Misspecification Analysis of High-Dimensional Random Effects Models for Estimation of Signal-to-Noise Ratios
Xiaohan Hu, Xiaodong Li

TL;DR
This paper investigates the consistency and distribution of REML estimators for signal-to-noise ratios in high-dimensional linear models, accounting for heteroscedastic and correlated noise, with theoretical and numerical validation.
Contribution
It establishes the asymptotic properties of REML estimators under more realistic noise conditions in high-dimensional settings, relaxing some previous assumptions.
Findings
REML estimator is consistent under heteroscedastic, correlated noise.
Asymptotic distribution of REML is derived for fixed coefficients.
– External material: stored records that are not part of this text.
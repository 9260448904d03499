// SPDX-License-Identifier: PMPL-1.0-or-later
// Copyright (c) 2026 Jonathan D.A. Jewell (hyperpolymath) <jonathan.jewell@open.ac.uk>
//
// Human-readable error messages for the command-line summary.
//
// Every technical error is mapped to a plain sentence plus a suggestion the
// user can act on.

use crate::error::SatzwerkError;
use crate::types::ErrorClass;

/// A human-readable error with an actionable suggestion.
#[derive(Debug, Clone)]
pub struct HumanError {
    /// One-line summary.
    pub message: String,
    /// What the user should try next.
    pub suggestion: String,
    /// Whether simply running again may help.
    pub retriable: bool,
    pub class: ErrorClass,
}

impl HumanError {
    fn new(message: impl Into<String>, suggestion: impl Into<String>, class: ErrorClass) -> Self {
        Self {
            message: message.into(),
            suggestion: suggestion.into(),
            retriable: class == ErrorClass::Transient,
            class,
        }
    }
}

/// Convert a `SatzwerkError` into a `HumanError`.
pub fn humanize_error(err: &SatzwerkError) -> HumanError {
    match err {
        SatzwerkError::LayoutAnalysis(_) => HumanError::new(
            "Page layout could not be analysed.",
            "Check that the layout model path points at a valid .rten file. Affected pages are translated as plain text.",
            ErrorClass::Permanent,
        ),

        SatzwerkError::ContentExtraction(_) => HumanError::new(
            "A page's drawing instructions could not be read.",
            "The page was copied unchanged. Re-saving the PDF with another tool may repair it.",
            ErrorClass::Permanent,
        ),

        SatzwerkError::Translation(detail) => humanize_translation_detail(detail),

        SatzwerkError::RateLimited {
            service,
            retry_after_secs,
        } => HumanError::new(
            format!("{service} is limiting how fast we can translate."),
            match retry_after_secs {
                Some(secs) => format!("Wait about {secs} seconds, or lower --thread, then try again."),
                None => "Wait a minute, or lower --thread, then try again.".to_string(),
            },
            ErrorClass::Transient,
        ),

        SatzwerkError::Network(_) => HumanError::new(
            "The translation service could not be reached.",
            "Check your internet connection and any proxy settings.",
            ErrorClass::Transient,
        ),

        SatzwerkError::Timeout(_) => HumanError::new(
            "The translation service took too long to answer.",
            "Try again later; already translated text is cached and will not be requested twice.",
            ErrorClass::Transient,
        ),

        SatzwerkError::Api {
            service, status, ..
        } => match *status {
            401 | 403 => HumanError::new(
                format!("{service} rejected our credentials."),
                "Check the API key in the configuration file or environment.",
                ErrorClass::UserAction,
            ),
            status if status >= 500 => HumanError::new(
                format!("{service} had an internal problem."),
                "This is usually temporary. Try again in a few minutes.",
                ErrorClass::Transient,
            ),
            _ => HumanError::new(
                format!("{service} refused the request."),
                "The text may be too long or the language pair unsupported by this service.",
                ErrorClass::Permanent,
            ),
        },

        SatzwerkError::Configuration { key, reason } => HumanError::new(
            format!("The setting '{key}' is invalid."),
            format!("Fix it and run again ({reason})."),
            ErrorClass::UserAction,
        ),

        SatzwerkError::Pdf(_) => HumanError::new(
            "There's a problem with this PDF file.",
            "The file may be damaged or encrypted. Try opening it in a viewer first.",
            ErrorClass::Permanent,
        ),

        SatzwerkError::Font(_) => HumanError::new(
            "A font could not be loaded.",
            "Check the CJK font path; it must point at a TrueType (.ttf) file.",
            ErrorClass::UserAction,
        ),

        SatzwerkError::Image(_) => HumanError::new(
            "A page could not be rendered for layout analysis.",
            "Make sure the pdfium library is installed, or run without a layout model.",
            ErrorClass::Permanent,
        ),

        SatzwerkError::Database(_) => HumanError::new(
            "The translation cache could not be used.",
            "Another run may hold the cache; try again, or pass --ignore-cache.",
            ErrorClass::Transient,
        ),

        SatzwerkError::Io(io_err) => match io_err.kind() {
            std::io::ErrorKind::NotFound => HumanError::new(
                "A file could not be found.",
                "Check the input path and output directory.",
                ErrorClass::UserAction,
            ),
            std::io::ErrorKind::PermissionDenied => HumanError::new(
                "Permission denied while reading or writing a file.",
                "Choose an output directory you can write to.",
                ErrorClass::UserAction,
            ),
            _ => HumanError::new(
                "A file operation failed.",
                format!("Try again. (Detail: {io_err})"),
                ErrorClass::Transient,
            ),
        },

        SatzwerkError::Serialization(_) => HumanError::new(
            "Data could not be read or written.",
            "A configuration or response file may be malformed.",
            ErrorClass::Permanent,
        ),
    }
}

/// Translation errors carry the last underlying cause as text.
fn humanize_translation_detail(detail: &str) -> HumanError {
    let lower = detail.to_ascii_lowercase();

    if lower.contains("timed out") || lower.contains("network") || lower.contains("rate limit") {
        HumanError::new(
            "Some text could not be translated after several attempts.",
            "Those passages were left in the original language. Run again later to fill them in.",
            ErrorClass::Transient,
        )
    } else if lower.contains("too long") {
        HumanError::new(
            "A passage was too long for the translation service.",
            "It was left untranslated. A service with a larger limit may handle it.",
            ErrorClass::Permanent,
        )
    } else {
        HumanError::new(
            "The translation service returned an error.",
            format!("Affected text was left untranslated. (Detail: {detail})"),
            ErrorClass::Permanent,
        )
    }
}

#[cfg(test)]
mod tests {
    use super::*;

    #[test]
    fn timeout_is_retriable() {
        let human = humanize_error(&SatzwerkError::Timeout("attempt after 30s".into()));
        assert_eq!(human.class, ErrorClass::Transient);
        assert!(human.retriable);
    }

    #[test]
    fn bad_key_needs_user_action() {
        let err = SatzwerkError::Api {
            service: "deepl".into(),
            status: 403,
            message: "forbidden".into(),
        };
        let human = humanize_error(&err);
        assert_eq!(human.class, ErrorClass::UserAction);
        assert!(!human.retriable);
    }

    #[test]
    fn configuration_mentions_key() {
        let human = humanize_error(&SatzwerkError::config("pages", "page numbers start at 1"));
        assert!(human.message.contains("pages"));
        assert!(human.suggestion.contains("start at 1"));
    }

    #[test]
    fn exhausted_retries_after_timeouts_are_transient() {
        let err = SatzwerkError::Translation("3 attempts failed; last: timed out: google".into());
        assert_eq!(humanize_error(&err).class, ErrorClass::Transient);
    }

    #[test]
    fn rate_limit_suggests_wait() {
        let err = SatzwerkError::RateLimited {
            service: "openai".into(),
            retry_after_secs: Some(20),
        };
        assert!(humanize_error(&err).suggestion.contains("20 seconds"));
    }
}
impl Walk<'_> {
    fn step(&mut self, index: usize, op: &RawOp) -> Result<OpRole> {
        match op.operator.as_str() {
            // -- Graphics state -------------------------------------------------
            "q" => {
                self.stack.push(self.state.clone());
            }
            "Q" => match self.stack.pop() {
                Some(saved) => self.state = saved,
                None => warn!("Ignoring Q without matching q"),
            },
            "cm" => {
                let [a, b, c, d, e, f] = numbers::<6>(op)?;
                self.state.ctm = Matrix::new(a, b, c, d, e, f).concat(&self.state.ctm);
            }

            // -- Colour ---------------------------------------------------------
            "g" => {
                let [gray] = numbers::<1>(op)?;
                self.state.fill = Color::Gray(gray);
            }
            "rg" => {
                let [r, g, b] = numbers::<3>(op)?;
                self.state.fill = Color::Rgb(r, g, b);
            }
            "k" => {
                let [c, m, y, k] = numbers::<4>(op)?;
                self.state.fill = Color::Cmyk(c, m, y, k);
            }
            "cs" => {
                self.state.fill = match op.operands.first() {
                    Some(Object::Name(name)) if name == b"DeviceGray" => Color::Gray(0.0),
                    Some(Object::Name(name)) if name == b"DeviceRGB" => Color::Rgb(0.0, 0.0, 0.0),
                    Some(Object::Name(name)) if name == b"DeviceCMYK" => {
                        Color::Cmyk(0.0, 0.0, 0.0, 1.0)
                    }
                    Some(Object::Name(_)) => Color::Other,
                    _ => return Err(operand_error("a colour space name")),
                };
            }
            "sc" | "scn" => {
                let comps: Vec<f64> = op.operands.iter().filter_map(as_number).collect();
                let named = op.operands.iter().any(|o| matches!(o, Object::Name(_)));
                self.state.fill = match (self.state.fill, comps.as_slice(), named) {
                    (Color::Gray(_), [g], false) => Color::Gray(*g),
                    (Color::Rgb(..), [r, g, b], false) => Color::Rgb(*r, *g, *b),
                    (Color::Cmyk(..), [c, m, y, k], false) => Color::Cmyk(*c, *m, *y, *k),
                    _ => Color::Other,
                };
            }

            // -- Text objects ---------------------------------------------------
            "BT" => {
                self.in_text = true;
                self.tm = Matrix::IDENTITY;
                self.tlm = Matrix::IDENTITY;
            }
            "ET" => {
                self.in_text = false;
                return Ok(OpRole::EndText {
                    ctm: self.state.ctm,
                });
            }

            // -- Text state -----------------------------------------------------
            "Tf" => {
                let (Some(Object::Name(name)), Some(size)) =
                    (op.operands.first(), op.number(1))
                else {
                    return Err(operand_error("a font name and size"));
                };
                self.state.text.font = Some(self.fonts.get(name));
                self.state.text.font_resource = name.clone();
                self.state.text.font_size = size;
            }
            "Tc" => self.state.text.char_spacing = numbers::<1>(op)?[0],
            "Tw" => self.state.text.word_spacing = numbers::<1>(op)?[0],
            "Tz" => self.state.text.horizontal_scaling = numbers::<1>(op)?[0] / 100.0,
            "TL" => self.state.text.leading = numbers::<1>(op)?[0],
            "Ts" => self.state.text.rise = numbers::<1>(op)?[0],
            "Tr" => self.state.text.render_mode = numbers::<1>(op)?[0] as i64,

            // -- Text positioning -----------------------------------------------
            "Td" => {
                let [tx, ty] = numbers::<2>(op)?;
                self.move_line(tx, ty);
            }
            "TD" => {
                let [tx, ty] = numbers::<2>(op)?;
                self.state.text.leading = -ty;
                self.move_line(tx, ty);
            }
            "Tm" => {
                let [a, b, c, d, e, f] = numbers::<6>(op)?;
                self.tm = Matrix::new(a, b, c, d, e, f);
                self.tlm = self.tm;
            }
            "T*" => self.next_line(),

            // -- Text showing ---------------------------------------------------
            "Tj" => {
                let Some(shown @ Object::String(..)) = op.operands.last() else {
                    return Err(operand_error("a string"));
                };
                return Ok(self.show(index, std::slice::from_ref(shown)));
            }
            "TJ" => {
                let Some(Object::Array(items)) = op.operands.last() else {
                    return Err(operand_error("an array"));
                };
                return Ok(self.show(index, items));
            }
            "'" => {
                let Some(shown @ Object::String(..)) = op.operands.last() else {
                    return Err(operand_error("a string"));
                };
                self.next_line();
                return Ok(self.show(index, std::slice::from_ref(shown)));
            }
            "\"" => {
                let (Some(aw), Some(ac), Some(shown @ Object::String(..))) =
                    (op.number(0), op.number(1), op.operands.get(2))
                else {
                    return Err(operand_error("two numbers and a string"));
                };
                self.state.text.word_spacing = aw;
                self.state.text.char_spacing = ac;
                self.next_line();
                return Ok(self.show(index, std::slice::from_ref(shown)));
            }

            // Everything else (paths, images, XObjects, marked content,
            // stroke colours, ...) does not affect glyph placement.
            _ => {}
        }
        Ok(OpRole::PassThrough)
    }

    fn move_line(&mut self, tx: f64, ty: f64) {
        self.tlm = Matrix::translate(tx, ty).concat(&self.tlm);
        self.tm = self.tlm;
    }

    fn next_line(&mut self) {
        let leading = self.state.text.leading;
        self.move_line(0.0, -leading);
    }

    /// Paint the strings of a `TJ`-style element list.
    fn show(&mut self, op_index: usize, items: &[Object]) -> OpRole {
        let start = self.glyphs.len();
        let text = &self.state.text;
        let font = match &text.font {
            Some(font) => Arc::clone(font),
            None => {
                warn!(op_index, "Text shown with no font selected");
                Arc::new(SourceFont::fallback(b""))
            }
        };
        let fs = text.font_size;
        let th = text.horizontal_scaling;
        let mut total = 0.0;

        for item in items {
            match item {
                Object::String(bytes, _) => {
                    for ch in font.decode(bytes) {
                        let text = &self.state.text;
                        let trm = Matrix::new(fs * th, 0.0, 0.0, fs, 0.0, text.rise)
                            .concat(&self.tm)
                            .concat(&self.state.ctm);
                        let spacing = text.char_spacing
                            + if ch.is_space { text.word_spacing } else { 0.0 };
                        let tx = (ch.width * fs + spacing) * th;
                        let page_scale = self.tm.concat(&self.state.ctm).x_scale();

                        self.glyphs.push(PositionedGlyph {
                            text: ch.text,
                            code: ch.bytes,
                            font_id: text.font_resource.clone(),
                            font_name: font.base_name().to_string(),
                            font_size: fs,
                            transform: trm,
                            position: trm.apply(Point::new(0.0, 0.0)),
                            advance: tx * page_scale,
                            color: self.state.fill,
                            render_mode: text.render_mode,
                            op_index,
                        });
                        self.tm = Matrix::translate(tx, 0.0).concat(&self.tm);
                        total += tx;
                    }
                }
                other => {
                    if let Some(adjust) = as_number(other) {
                        let tx = -adjust / 1000.0 * fs * th;
                        self.tm = Matrix::translate(tx, 0.0).concat(&self.tm);
                        total += tx;
                    }
                }
            }
        }

        OpRole::ShowText {
            glyphs: start..self.glyphs.len(),
            advance: total,
            font_size: fs,
            horizontal_scaling: th,
        }
    }
}
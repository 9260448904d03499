// SPDX-License-Identifier: PMPL-1.0-or-later
// Copyright (c) 2026 Jonathan D.A. Jewell (hyperpolymath) <jonathan.jewell@open.ac.uk>
//
// Service layer: wires configuration into the translate and document crates.

pub mod app_services;

pub use app_services::AppServices;
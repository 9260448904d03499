// SPDX-License-Identifier: PMPL-1.0-or-later
// Copyright (c) 2026 Jonathan D.A. Jewell (hyperpolymath) <jonathan.jewell@open.ac.uk>
//
// Output fonts: Base-14 metrics, CJK fonts, and the per-document registry.

pub mod cjk;
pub mod registry;
pub mod standard;

pub use cjk::{AdobeCjkFont, EmbeddedFont};
pub use registry::{FontKey, FontRegistry, FontUsage, merge_usage};
pub use standard::StandardFont;
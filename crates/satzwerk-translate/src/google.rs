// SPDX-License-Identifier: PMPL-1.0-or-later
// Copyright (c) 2026 Jonathan D.A. Jewell (hyperpolymath) <jonathan.jewell@open.ac.uk>
//
// Google Translate via the public mobile web endpoint.

use async_trait::async_trait;
use regex::Regex;
use tracing::debug;

use satzwerk_core::config::GoogleSettings;
use satzwerk_core::error::{Result, SatzwerkError};

use crate::backend::{TranslationBackend, check_status, http_client, transport_error};

const SERVICE_ID: &str = "google";

/// The endpoint rejects longer queries.
pub const MAX_CHARS: usize = 5000;

const USER_AGENT: &str = "Mozilla/4.0 (compatible;MSIE 6.0;Windows NT 5.1;SV1;.NET CLR 1.1.4322;.NET CLR 2.0.50727;.NET CLR 3.0.04506.30)";

const RESULT_PATTERN: &str = r#"(?s)class="(?:t0|result-container)">(.*?)<"#;

const LANGUAGES: &[&str] = &[
    "auto", "af", "ar", "bg", "bn", "ca", "cs", "cy", "da", "de", "el", "en", "eo", "es", "et",
    "fa", "fi", "fr", "ga", "gl", "gu", "he", "hi", "hr", "hu", "hy", "id", "is", "it", "ja",
    "ka", "kk", "km", "kn", "ko", "la", "lt", "lv", "mk", "ml", "mn", "mr", "ms", "my", "nb",
    "ne", "nl", "no", "pa", "pl", "pt", "ro", "ru", "si", "sk", "sl", "sq", "sr", "sv", "sw",
    "ta", "te", "th", "tl", "tr", "uk", "ur", "uz", "vi", "zh", "zh-CN", "zh-TW",
];

pub struct GoogleBackend {
    client: reqwest::Client,
    endpoint: String,
    result_re: Regex,
}

impl GoogleBackend {
    pub fn new(settings: &GoogleSettings) -> Result<Self> {
        let result_re = Regex::new(RESULT_PATTERN)
            .map_err(|err| SatzwerkError::Translation(format!("google result pattern: {err}")))?;
        Ok(Self {
            client: http_client(SERVICE_ID, USER_AGENT)?,
            endpoint: settings.endpoint.clone(),
            result_re,
        })
    }

    /// Pull the translated text out of the returned HTML page.
    fn extract(&self, html: &str) -> Option<String> {
        let captured = self.result_re.captures(html)?.get(1)?.as_str();
        Some(html_escape::decode_html_entities(captured).trim().to_string())
    }
}

/// The endpoint wants `zh-CN` rather than bare `zh`.
fn google_code(code: &str) -> &str {
    if code.eq_ignore_ascii_case("zh") { "zh-CN" } else { code }
}

#[async_trait]
impl TranslationBackend for GoogleBackend {
    fn service_id(&self) -> &str {
        SERVICE_ID
    }

    fn supported_languages(&self) -> &[&str] {
        LANGUAGES
    }

    async fn do_translate(
        &self,
        text: &str,
        source_lang: &str,
        target_lang: &str,
    ) -> Result<String> {
        let chars = text.chars().count();
        if chars > MAX_CHARS {
            return Err(SatzwerkError::Translation(format!(
                "google: text too long ({chars} chars, max {MAX_CHARS})"
            )));
        }

        debug!(chars, "sending google translate request");
        let response = self
            .client
            .get(&self.endpoint)
            .query(&[
                ("tl", google_code(target_lang)),
                ("sl", google_code(source_lang)),
                ("q", text),
            ])
            .send()
            .await
            .map_err(|err| transport_error(SERVICE_ID, err))?;

        let body = check_status(SERVICE_ID, response)
            .await?
            .text()
            .await
            .map_err(|err| transport_error(SERVICE_ID, err))?;

        self.extract(&body).ok_or_else(|| {
            SatzwerkError::Translation("google: no translation found in response".into())
        })
    }
}
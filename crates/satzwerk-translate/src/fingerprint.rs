// SPDX-License-Identifier: PMPL-1.0-or-later
// Copyright (c) 2026 Jonathan D.A. Jewell (hyperpolymath) <jonathan.jewell@open.ac.uk>
//
// Translation request fingerprints: SHA-256 over the normalised request.

use std::fmt;

use serde::{Deserialize, Serialize};
use sha2::{Digest, Sha256};

use satzwerk_core::types::PromptTemplate;

/// Field separator (ASCII unit separator), never present in normalised text.
const SEP: &[u8] = b"\x1f";

/// Compute the SHA-256 hash of `data` and return it as a lowercase hex string.
pub fn hash_bytes(data: &[u8]) -> String {
    let mut hasher = Sha256::new();
    hasher.update(data);
    hex::encode(hasher.finalize())
}

/// Collapse whitespace runs to a single space and trim both ends.
pub fn normalize_text(text: &str) -> String {
    text.split_whitespace().collect::<Vec<_>>().join(" ")
}

/// Deterministic key for one translation request.
///
/// Two requests with the same normalised text, language pair, service and
/// prompt always produce the same fingerprint.
#[derive(Debug, Clone, PartialEq, Eq, Hash, Serialize, Deserialize)]
pub struct Fingerprint(String);

impl Fingerprint {
    pub fn compute(
        text: &str,
        source_lang: &str,
        target_lang: &str,
        service_id: &str,
        prompt: Option<&PromptTemplate>,
    ) -> Self {
        let prompt_hash = prompt
            .map(|p| hash_bytes(p.as_str().as_bytes()))
            .unwrap_or_default();

        let mut hasher = Sha256::new();
        for (i, field) in [
            normalize_text(text).as_str(),
            source_lang,
            target_lang,
            service_id,
            prompt_hash.as_str(),
        ]
        .iter()
        .enumerate()
        {
            if i > 0 {
                hasher.update(SEP);
            }
            hasher.update(field.as_bytes());
        }
        Self(hex::encode(hasher.finalize()))
    }

    /// Wrap an already computed hex digest (as read back from storage).
    pub fn from_hex(hex: impl Into<String>) -> Self {
        Self(hex.into())
    }

    pub fn as_str(&self) -> &str {
        &self.0
    }
}

impl fmt::Display for Fingerprint {
    fn fmt(&self, f: &mut fmt::Formatter<'_>) -> fmt::Result {
        f.write_str(&self.0)
    }
}
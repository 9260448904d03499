// SPDX-License-Identifier: PMPL-1.0-or-later
// Copyright (c) 2026 Jonathan D.A. Jewell (hyperpolymath) <jonathan.jewell@open.ac.uk>
//
// Per-document outcome reports.
//
// Page and run failures are recovered locally; this is where they end up so
// the caller can see what was degraded.

use std::path::PathBuf;

use chrono::{DateTime, Utc};
use serde::{Deserialize, Serialize};

/// What happened to a single page.
#[derive(Debug, Clone, PartialEq, Eq, Serialize, Deserialize)]
pub enum PageStatus {
    /// Layout and content decoded normally.
    Translated,
    /// Layout detection failed; the page was treated as one text region.
    Degraded { reason: String },
    /// The content stream could not be decoded; the page was copied unchanged.
    Skipped { reason: String },
    /// Outside the page selection.
    Untouched,
}

/// A text run whose translation failed and kept its original glyphs.
#[derive(Debug, Clone, PartialEq, Eq, Serialize, Deserialize)]
pub struct RunFailure {
    /// Index of the run within its page.
    pub run_index: usize,
    /// Leading characters of the source text.
    pub excerpt: String,
    pub error: String,
}

impl RunFailure {
    const EXCERPT_CHARS: usize = 40;

    pub fn new(run_index: usize, text: &str, error: impl std::fmt::Display) -> Self {
        let mut excerpt: String = text.chars().take(Self::EXCERPT_CHARS).collect();
        if text.chars().count() > Self::EXCERPT_CHARS {
            excerpt.push('…');
        }
        Self {
            run_index,
            excerpt,
            error: error.to_string(),
        }
    }
}

/// Outcome for one page (1-indexed).
#[derive(Debug, Clone, PartialEq, Eq, Serialize, Deserialize)]
pub struct PageReport {
    pub page: u32,
    pub status: PageStatus,
    pub runs_total: usize,
    pub runs_translated: usize,
    pub failures: Vec<RunFailure>,
}

impl PageReport {
    pub fn untouched(page: u32) -> Self {
        Self {
            page,
            status: PageStatus::Untouched,
            runs_total: 0,
            runs_translated: 0,
            failures: Vec::new(),
        }
    }

    pub fn skipped(page: u32, reason: impl Into<String>) -> Self {
        Self {
            status: PageStatus::Skipped {
                reason: reason.into(),
            },
            ..Self::untouched(page)
        }
    }

    /// Whether anything on the page fell back to original content.
    pub fn has_problems(&self) -> bool {
        !self.failures.is_empty()
            || matches!(
                self.status,
                PageStatus::Degraded { .. } | PageStatus::Skipped { .. }
            )
    }
}

/// Aggregated outcome for one input document.
#[derive(Debug, Clone, Serialize, Deserialize)]
pub struct DocumentReport {
    pub document: PathBuf,
    pub pages: Vec<PageReport>,
    pub mono_output: Option<PathBuf>,
    pub bilingual_output: Option<PathBuf>,
    pub started_at: DateTime<Utc>,
    pub finished_at: Option<DateTime<Utc>>,
}

impl DocumentReport {
    pub fn new(document: impl Into<PathBuf>) -> Self {
        Self {
            document: document.into(),
            pages: Vec::new(),
            mono_output: None,
            bilingual_output: None,
            started_at: Utc::now(),
            finished_at: None,
        }
    }

    pub fn finish(&mut self) {
        self.finished_at = Some(Utc::now());
    }

    /// Wall-clock time from start to [`finish`](Self::finish).
    pub fn elapsed(&self) -> Option<std::time::Duration> {
        self.finished_at?.signed_duration_since(self.started_at).to_std().ok()
    }

    pub fn runs_total(&self) -> usize {
        self.pages.iter().map(|p| p.runs_total).sum()
    }

    pub fn runs_translated(&self) -> usize {
        self.pages.iter().map(|p| p.runs_translated).sum()
    }

    pub fn failed_runs(&self) -> usize {
        self.pages.iter().map(|p| p.failures.len()).sum()
    }

    /// Pages that were degraded, skipped, or lost runs.
    pub fn problem_pages(&self) -> impl Iterator<Item = &PageReport> {
        self.pages.iter().filter(|p| p.has_problems())
    }
}
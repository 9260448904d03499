// SPDX-License-Identifier: PMPL-1.0-or-later
// Copyright (c) 2026 Jonathan D.A. Jewell (hyperpolymath) <jonathan.jewell@open.ac.uk>
//
// satzwerk-document: layout-preserving translation of PDF pages.
//
// Pages are rendered and segmented by a layout model, their content streams
// interpreted into positioned glyphs, text runs inside Text regions
// translated and refitted, and the streams rewritten so that everything else
// (formulas, figures, tables, vector art) keeps its original bytes.

pub mod convert;
pub mod fonts;
pub mod layout;
pub mod pdf;
pub mod processor;

// Re-export the primary structs so callers can use `satzwerk_document::PdfProcessor` etc.
pub use convert::{PagePatch, ProtectionRules, TranslateConverter};
pub use fonts::{EmbeddedFont, FontRegistry};
pub use layout::{FixedLayoutModel, LayoutModel, PageRasterizer};
pub use pdf::{ContentStreamInterpreter, OutputAssembler, PdfReader};
pub use processor::{LayoutStage, PdfProcessor};

#[cfg(feature = "layout-model")]
pub use layout::DocLayoutModel;
#[cfg(feature = "pdfium")]
pub use layout::PdfiumRasterizer;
Numerical simulations support theoretical results and suggest assumptions may be relaxed.
Abstract
Estimation of signal-to-noise ratios and residual variances in high-dimensional linear models has various important applications including, e.g. heritability estimation in bioinformatics. One commonly used estimator, usually referred to as REML, is based on the likelihood of the random effects model, in which both the regression coefficients and the noise variables are respectively assumed to be i.i.d Gaussian random variables. In this paper, we aim to establish the consistency and asymptotic distribution of the REML estimator for the SNR, when the actual coefficient vector is fixed, and the actual noise is heteroscedastic and correlated, at the cost of assuming the entries of the design matrix are independent and skew-free. The asymptotic variance can be also consistently estimated when the noise is heteroscedastic but uncorrelated. Extensive numerical simulations illustrate our…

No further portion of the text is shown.